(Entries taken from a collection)
Start of Block

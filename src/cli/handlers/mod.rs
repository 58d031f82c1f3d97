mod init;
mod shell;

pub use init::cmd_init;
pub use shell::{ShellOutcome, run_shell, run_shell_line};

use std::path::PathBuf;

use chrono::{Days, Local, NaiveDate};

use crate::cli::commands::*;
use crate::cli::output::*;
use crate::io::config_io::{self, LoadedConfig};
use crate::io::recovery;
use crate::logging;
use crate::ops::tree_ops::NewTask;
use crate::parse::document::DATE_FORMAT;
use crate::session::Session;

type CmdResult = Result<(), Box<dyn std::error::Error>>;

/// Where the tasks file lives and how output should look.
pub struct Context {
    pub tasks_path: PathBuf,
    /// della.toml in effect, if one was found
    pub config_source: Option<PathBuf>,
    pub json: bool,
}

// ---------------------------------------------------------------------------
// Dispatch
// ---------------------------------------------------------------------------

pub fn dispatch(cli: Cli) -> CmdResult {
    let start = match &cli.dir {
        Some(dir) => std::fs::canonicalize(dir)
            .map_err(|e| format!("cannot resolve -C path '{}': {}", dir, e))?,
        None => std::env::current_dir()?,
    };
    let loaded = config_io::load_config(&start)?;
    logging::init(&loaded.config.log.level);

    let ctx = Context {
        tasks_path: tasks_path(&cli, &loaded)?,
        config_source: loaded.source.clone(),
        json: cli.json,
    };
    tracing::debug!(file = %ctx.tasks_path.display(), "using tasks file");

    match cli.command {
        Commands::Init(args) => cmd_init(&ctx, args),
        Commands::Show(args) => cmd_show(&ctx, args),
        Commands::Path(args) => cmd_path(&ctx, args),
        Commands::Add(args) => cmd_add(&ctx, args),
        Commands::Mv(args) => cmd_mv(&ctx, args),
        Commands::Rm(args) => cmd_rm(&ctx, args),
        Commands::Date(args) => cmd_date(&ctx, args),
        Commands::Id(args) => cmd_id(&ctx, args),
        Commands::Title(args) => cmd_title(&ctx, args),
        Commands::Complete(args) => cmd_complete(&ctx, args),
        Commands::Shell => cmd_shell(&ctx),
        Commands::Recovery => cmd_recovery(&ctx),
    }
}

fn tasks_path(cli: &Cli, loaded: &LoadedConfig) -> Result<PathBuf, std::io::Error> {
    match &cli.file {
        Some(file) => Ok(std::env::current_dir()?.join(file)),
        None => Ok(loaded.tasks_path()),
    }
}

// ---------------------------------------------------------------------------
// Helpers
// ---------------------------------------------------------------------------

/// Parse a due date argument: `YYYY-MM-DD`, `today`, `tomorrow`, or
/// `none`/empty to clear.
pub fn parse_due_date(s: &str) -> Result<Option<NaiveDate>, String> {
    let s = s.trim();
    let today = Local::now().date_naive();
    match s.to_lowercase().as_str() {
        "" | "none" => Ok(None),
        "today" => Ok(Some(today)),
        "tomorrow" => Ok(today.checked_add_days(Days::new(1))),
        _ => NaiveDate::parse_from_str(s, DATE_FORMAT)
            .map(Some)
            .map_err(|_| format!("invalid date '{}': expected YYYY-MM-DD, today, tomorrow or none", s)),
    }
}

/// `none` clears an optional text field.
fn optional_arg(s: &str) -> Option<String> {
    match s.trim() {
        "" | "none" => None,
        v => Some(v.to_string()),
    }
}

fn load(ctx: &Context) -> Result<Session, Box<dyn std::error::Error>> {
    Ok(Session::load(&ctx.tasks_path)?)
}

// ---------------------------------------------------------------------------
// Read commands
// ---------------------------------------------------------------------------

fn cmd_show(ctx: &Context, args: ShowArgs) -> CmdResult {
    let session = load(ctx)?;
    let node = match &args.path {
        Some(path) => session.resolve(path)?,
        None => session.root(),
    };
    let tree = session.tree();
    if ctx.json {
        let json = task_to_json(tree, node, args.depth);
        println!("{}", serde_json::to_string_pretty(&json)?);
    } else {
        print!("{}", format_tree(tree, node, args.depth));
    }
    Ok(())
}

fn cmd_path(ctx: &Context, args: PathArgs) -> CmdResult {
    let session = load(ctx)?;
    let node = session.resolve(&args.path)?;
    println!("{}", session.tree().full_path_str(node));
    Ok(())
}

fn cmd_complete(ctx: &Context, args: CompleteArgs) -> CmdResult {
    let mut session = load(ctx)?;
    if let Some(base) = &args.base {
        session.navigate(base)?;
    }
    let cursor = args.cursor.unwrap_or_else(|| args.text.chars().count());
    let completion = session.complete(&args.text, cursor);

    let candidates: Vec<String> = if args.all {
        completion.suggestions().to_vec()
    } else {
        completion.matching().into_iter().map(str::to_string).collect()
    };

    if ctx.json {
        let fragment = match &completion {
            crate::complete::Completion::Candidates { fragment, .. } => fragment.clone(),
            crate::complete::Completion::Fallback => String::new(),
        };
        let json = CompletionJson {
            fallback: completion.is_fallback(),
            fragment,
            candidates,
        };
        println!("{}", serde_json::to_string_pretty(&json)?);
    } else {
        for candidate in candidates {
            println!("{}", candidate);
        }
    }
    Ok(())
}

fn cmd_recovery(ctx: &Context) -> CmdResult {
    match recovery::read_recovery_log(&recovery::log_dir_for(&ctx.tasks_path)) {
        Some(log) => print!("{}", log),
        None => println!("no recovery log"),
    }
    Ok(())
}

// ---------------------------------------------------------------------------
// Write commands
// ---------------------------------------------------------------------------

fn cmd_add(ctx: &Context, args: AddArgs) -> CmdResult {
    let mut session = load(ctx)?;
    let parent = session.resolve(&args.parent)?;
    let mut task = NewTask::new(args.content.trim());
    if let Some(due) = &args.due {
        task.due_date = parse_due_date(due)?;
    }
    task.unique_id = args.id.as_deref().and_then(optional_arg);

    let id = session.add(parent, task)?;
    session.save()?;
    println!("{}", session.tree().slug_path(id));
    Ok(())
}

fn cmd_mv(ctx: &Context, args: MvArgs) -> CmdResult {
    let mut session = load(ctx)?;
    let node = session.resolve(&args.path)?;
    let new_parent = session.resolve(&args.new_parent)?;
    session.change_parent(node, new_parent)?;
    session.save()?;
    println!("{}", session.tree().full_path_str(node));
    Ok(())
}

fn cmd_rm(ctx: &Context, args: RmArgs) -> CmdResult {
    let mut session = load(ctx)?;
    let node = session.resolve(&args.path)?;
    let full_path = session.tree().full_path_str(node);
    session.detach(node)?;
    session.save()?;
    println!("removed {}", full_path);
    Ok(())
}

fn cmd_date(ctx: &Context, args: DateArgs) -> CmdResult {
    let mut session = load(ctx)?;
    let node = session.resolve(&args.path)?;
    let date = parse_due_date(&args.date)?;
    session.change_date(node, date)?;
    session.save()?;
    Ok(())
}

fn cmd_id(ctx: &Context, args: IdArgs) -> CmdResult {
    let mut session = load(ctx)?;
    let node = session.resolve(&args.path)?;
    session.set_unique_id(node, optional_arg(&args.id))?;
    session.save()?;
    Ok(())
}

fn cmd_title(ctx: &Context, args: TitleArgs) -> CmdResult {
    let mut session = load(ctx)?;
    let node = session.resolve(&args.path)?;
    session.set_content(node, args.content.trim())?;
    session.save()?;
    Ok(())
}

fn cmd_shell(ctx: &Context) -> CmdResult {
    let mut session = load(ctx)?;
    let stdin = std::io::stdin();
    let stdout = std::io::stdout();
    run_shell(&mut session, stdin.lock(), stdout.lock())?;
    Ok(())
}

End of Block
Start of Block

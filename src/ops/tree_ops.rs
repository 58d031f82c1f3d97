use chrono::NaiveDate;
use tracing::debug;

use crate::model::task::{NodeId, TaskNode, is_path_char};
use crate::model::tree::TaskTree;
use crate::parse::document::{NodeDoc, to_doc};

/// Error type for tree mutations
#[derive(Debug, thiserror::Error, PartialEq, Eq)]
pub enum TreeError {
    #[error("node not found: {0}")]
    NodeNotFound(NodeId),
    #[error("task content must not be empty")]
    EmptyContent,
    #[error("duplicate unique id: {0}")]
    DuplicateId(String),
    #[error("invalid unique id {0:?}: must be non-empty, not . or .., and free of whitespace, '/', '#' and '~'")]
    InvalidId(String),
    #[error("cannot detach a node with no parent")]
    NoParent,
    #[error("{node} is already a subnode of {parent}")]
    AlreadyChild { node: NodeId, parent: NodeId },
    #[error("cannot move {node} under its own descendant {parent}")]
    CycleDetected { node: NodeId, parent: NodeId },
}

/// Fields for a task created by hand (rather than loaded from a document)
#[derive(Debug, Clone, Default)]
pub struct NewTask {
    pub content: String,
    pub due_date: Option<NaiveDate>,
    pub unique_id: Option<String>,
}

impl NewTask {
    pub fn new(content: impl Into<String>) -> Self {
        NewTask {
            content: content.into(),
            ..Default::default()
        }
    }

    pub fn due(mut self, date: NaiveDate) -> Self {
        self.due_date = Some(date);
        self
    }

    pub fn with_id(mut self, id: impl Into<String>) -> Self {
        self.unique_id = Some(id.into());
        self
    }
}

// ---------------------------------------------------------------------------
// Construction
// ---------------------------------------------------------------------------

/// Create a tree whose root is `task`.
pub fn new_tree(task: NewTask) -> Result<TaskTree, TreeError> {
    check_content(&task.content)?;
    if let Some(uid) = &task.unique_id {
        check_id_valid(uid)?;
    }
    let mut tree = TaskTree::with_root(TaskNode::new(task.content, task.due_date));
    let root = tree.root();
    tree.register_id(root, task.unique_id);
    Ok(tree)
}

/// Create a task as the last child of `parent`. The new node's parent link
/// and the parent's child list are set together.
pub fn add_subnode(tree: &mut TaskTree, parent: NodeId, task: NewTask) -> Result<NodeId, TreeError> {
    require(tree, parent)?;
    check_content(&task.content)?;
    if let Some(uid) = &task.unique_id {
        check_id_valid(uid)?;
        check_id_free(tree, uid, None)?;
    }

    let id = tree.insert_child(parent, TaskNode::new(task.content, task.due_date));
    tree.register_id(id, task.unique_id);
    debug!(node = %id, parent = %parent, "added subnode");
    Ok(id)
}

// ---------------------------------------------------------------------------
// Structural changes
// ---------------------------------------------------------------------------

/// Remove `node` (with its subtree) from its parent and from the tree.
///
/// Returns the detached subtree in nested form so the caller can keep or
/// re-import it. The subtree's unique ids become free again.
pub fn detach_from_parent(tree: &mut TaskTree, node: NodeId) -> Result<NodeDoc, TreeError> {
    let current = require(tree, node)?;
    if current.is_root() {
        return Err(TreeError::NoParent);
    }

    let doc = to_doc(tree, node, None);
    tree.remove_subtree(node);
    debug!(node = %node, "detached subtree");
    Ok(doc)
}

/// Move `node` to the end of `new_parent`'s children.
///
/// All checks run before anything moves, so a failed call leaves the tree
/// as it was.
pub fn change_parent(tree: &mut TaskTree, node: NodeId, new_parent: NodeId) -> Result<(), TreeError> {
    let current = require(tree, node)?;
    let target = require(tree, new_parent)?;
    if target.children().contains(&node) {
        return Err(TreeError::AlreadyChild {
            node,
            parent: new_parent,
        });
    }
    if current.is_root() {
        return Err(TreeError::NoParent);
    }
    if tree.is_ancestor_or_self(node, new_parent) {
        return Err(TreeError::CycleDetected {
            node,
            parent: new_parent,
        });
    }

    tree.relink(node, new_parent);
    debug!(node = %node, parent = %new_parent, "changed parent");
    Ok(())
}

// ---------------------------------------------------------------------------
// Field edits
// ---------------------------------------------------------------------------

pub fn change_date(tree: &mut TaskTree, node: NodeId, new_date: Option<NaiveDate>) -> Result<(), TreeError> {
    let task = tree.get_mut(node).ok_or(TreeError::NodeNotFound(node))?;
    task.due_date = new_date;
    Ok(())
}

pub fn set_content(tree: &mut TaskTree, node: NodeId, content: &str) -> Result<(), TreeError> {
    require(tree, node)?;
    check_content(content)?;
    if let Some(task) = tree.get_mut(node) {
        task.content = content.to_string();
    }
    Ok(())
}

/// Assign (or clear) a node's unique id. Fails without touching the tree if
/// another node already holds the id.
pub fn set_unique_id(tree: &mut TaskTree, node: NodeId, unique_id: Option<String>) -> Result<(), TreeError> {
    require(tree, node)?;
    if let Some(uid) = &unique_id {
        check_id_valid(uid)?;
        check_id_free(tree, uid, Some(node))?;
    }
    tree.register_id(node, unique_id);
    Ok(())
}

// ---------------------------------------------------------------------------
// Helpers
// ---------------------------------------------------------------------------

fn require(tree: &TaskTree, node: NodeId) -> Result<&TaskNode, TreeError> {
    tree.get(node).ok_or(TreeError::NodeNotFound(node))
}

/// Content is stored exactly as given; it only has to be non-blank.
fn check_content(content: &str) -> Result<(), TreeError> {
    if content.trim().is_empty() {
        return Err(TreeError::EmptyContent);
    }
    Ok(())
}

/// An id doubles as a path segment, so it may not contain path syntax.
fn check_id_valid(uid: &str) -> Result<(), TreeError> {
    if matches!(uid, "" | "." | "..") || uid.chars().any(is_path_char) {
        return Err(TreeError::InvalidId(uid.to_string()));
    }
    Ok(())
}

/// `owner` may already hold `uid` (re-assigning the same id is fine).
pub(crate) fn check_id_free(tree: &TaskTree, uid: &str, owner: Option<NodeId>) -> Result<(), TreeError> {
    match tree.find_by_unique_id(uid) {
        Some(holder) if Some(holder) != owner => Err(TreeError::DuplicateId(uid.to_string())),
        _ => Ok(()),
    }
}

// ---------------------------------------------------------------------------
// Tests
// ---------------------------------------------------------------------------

End of Block

--- About this exercise ---
Out of the entries, pull every line that mentions "PathBuf".

--- Answer section ---
use std::path::PathBuf;
    pub tasks_path: PathBuf,
    pub config_source: Option<PathBuf>,
fn tasks_path(cli: &Cli, loaded: &LoadedConfig) -> Result<PathBuf, std::io::Error> {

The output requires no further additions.